Please copy every line of the data in which the string "time" appears.

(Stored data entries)
Segment Open

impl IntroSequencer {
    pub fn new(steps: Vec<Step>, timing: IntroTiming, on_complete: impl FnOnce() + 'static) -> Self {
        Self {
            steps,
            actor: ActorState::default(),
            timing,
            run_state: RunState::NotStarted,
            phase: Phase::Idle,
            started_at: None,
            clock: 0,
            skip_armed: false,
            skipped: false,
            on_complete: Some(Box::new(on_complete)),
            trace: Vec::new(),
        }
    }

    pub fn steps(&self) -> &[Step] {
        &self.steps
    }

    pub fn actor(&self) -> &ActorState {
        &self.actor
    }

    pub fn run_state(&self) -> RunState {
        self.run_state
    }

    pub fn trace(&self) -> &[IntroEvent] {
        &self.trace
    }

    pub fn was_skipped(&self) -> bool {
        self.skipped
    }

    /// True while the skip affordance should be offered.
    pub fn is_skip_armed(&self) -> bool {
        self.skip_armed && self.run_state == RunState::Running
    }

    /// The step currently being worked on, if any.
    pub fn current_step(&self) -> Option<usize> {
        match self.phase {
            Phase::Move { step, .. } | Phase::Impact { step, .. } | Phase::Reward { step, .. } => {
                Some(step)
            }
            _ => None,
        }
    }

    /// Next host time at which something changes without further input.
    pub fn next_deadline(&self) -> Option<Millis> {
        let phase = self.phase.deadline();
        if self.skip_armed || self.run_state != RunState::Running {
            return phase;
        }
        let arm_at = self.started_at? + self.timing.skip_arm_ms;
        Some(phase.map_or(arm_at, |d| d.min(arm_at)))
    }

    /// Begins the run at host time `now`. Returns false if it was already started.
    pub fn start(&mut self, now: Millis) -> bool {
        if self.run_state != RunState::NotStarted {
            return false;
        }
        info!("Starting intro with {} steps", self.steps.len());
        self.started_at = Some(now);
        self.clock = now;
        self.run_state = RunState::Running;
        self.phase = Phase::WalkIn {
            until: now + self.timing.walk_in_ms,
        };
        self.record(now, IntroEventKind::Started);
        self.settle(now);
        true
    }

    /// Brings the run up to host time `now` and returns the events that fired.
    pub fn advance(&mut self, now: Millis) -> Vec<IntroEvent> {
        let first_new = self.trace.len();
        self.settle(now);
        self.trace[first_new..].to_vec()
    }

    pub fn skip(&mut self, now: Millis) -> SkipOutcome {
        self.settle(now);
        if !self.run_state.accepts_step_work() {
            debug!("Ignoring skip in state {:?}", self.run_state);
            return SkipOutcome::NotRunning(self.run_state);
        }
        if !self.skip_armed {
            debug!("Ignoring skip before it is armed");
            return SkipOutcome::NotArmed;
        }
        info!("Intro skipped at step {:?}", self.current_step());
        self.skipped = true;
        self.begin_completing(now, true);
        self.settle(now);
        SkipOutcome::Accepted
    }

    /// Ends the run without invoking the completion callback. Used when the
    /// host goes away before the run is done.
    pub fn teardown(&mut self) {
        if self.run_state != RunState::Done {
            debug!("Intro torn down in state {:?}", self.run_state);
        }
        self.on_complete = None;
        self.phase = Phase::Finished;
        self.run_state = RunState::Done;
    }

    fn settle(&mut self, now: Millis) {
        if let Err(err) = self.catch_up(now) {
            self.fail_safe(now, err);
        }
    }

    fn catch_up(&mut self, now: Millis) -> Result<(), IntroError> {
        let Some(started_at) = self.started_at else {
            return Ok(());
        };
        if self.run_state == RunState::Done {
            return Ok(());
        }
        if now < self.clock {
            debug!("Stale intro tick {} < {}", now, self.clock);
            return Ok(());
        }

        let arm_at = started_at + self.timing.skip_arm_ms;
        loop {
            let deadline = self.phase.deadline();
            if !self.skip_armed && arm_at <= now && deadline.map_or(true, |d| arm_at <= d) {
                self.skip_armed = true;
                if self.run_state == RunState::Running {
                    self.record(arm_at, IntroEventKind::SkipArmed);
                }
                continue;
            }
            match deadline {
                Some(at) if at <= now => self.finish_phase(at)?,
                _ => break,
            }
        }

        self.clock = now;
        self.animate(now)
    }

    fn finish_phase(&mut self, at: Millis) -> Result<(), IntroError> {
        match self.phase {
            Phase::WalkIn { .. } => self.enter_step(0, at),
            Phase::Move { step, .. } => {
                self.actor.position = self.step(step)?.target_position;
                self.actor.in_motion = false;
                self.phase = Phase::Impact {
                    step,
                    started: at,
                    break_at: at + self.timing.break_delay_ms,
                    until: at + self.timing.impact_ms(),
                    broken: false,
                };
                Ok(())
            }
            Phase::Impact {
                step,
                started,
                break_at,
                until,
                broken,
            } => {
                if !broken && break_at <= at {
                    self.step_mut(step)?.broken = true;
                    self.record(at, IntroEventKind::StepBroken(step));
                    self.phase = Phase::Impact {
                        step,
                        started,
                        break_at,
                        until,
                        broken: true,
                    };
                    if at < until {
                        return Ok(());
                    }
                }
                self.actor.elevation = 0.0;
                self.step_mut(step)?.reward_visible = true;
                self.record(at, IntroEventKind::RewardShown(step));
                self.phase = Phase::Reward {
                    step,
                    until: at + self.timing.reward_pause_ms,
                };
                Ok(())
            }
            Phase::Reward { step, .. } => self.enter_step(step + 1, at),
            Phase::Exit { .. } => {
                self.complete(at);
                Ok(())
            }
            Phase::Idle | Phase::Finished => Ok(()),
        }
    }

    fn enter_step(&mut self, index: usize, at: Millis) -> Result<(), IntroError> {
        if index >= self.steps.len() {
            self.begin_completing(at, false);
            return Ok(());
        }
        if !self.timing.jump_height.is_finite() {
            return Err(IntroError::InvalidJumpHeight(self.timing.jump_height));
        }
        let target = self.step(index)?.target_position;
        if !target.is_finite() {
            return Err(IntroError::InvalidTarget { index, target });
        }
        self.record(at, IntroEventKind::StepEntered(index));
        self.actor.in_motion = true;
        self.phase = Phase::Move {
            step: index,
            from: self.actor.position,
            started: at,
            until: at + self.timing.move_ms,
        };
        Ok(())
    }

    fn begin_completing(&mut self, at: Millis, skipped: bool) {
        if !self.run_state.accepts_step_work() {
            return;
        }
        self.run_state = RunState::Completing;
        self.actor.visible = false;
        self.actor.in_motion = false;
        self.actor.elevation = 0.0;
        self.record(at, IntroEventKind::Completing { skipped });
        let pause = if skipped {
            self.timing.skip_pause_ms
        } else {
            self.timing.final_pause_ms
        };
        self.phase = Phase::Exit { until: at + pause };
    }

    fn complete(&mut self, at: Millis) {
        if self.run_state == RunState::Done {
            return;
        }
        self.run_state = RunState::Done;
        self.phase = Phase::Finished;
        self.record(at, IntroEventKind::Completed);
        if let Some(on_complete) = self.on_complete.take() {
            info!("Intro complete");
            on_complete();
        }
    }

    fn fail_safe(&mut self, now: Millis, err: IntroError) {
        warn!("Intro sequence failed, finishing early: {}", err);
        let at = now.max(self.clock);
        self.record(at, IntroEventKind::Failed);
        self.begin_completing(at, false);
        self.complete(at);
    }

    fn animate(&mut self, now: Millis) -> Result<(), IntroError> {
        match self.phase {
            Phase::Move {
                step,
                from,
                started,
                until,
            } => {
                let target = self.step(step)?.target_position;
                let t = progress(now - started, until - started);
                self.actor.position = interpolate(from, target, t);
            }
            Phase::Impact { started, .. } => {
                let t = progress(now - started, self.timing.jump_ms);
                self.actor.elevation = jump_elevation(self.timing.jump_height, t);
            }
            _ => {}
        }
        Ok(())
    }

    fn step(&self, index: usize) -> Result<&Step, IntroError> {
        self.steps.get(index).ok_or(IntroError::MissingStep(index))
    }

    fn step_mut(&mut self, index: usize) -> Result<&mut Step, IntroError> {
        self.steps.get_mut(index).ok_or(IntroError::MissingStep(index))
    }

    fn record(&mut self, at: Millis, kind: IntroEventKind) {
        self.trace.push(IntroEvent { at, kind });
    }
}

Segment Closed
Segment Open

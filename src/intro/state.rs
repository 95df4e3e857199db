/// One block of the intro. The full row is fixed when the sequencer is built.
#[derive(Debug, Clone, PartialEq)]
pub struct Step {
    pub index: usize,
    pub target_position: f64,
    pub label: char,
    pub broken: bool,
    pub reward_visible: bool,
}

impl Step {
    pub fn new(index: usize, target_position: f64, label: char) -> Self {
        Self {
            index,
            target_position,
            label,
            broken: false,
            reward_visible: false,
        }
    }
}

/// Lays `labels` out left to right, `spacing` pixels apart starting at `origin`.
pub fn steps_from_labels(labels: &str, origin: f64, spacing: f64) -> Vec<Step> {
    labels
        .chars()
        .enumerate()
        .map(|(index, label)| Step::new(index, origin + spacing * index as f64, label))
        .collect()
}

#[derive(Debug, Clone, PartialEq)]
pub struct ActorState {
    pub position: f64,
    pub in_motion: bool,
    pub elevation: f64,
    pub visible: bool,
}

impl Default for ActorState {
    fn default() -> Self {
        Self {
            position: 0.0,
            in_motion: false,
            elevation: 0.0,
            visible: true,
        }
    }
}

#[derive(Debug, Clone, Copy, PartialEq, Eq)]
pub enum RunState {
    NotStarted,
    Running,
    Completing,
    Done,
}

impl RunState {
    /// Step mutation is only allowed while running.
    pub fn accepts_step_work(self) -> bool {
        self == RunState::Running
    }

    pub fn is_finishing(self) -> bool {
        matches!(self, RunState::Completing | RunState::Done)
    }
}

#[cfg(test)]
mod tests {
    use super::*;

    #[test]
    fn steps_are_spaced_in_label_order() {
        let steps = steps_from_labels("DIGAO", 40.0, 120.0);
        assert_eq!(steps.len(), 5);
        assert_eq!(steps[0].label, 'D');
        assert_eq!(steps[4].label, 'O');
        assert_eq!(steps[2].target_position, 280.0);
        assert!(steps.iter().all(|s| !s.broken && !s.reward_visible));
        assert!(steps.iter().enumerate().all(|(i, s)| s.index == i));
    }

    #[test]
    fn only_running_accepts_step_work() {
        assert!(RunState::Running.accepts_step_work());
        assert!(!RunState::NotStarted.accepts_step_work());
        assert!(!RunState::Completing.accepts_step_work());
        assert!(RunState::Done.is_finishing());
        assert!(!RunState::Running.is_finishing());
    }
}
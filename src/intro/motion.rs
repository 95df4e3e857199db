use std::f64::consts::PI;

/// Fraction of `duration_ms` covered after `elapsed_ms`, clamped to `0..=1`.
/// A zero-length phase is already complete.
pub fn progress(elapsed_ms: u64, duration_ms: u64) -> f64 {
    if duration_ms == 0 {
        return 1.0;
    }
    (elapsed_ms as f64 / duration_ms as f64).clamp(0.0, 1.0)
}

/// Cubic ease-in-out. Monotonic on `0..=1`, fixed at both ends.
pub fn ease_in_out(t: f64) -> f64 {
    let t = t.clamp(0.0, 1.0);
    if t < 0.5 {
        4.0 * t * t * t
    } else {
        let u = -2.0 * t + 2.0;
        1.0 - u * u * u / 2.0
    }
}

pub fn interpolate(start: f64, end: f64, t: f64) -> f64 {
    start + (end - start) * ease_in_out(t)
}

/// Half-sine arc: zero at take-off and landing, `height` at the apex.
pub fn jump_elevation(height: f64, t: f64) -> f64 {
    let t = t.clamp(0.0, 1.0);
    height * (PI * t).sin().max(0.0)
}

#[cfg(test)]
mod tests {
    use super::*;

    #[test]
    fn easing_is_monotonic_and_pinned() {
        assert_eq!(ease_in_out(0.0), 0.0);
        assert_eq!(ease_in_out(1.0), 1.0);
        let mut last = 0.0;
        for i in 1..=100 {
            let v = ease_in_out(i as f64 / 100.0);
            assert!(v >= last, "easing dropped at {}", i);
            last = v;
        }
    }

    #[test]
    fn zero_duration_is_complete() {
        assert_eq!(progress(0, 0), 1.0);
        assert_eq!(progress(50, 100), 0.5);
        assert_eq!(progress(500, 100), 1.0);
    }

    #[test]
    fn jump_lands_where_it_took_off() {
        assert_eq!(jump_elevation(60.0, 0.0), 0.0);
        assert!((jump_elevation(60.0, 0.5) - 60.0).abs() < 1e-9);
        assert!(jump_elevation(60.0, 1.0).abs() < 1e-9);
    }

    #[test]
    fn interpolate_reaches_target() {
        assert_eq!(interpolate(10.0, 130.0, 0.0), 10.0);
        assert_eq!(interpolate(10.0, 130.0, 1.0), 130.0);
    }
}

Segment Closed

## Worked solution
    /// Next host time at which something changes without further input.
    /// Begins the run at host time `now`. Returns false if it was already started.
    /// Brings the run up to host time `now` and returns the events that fired.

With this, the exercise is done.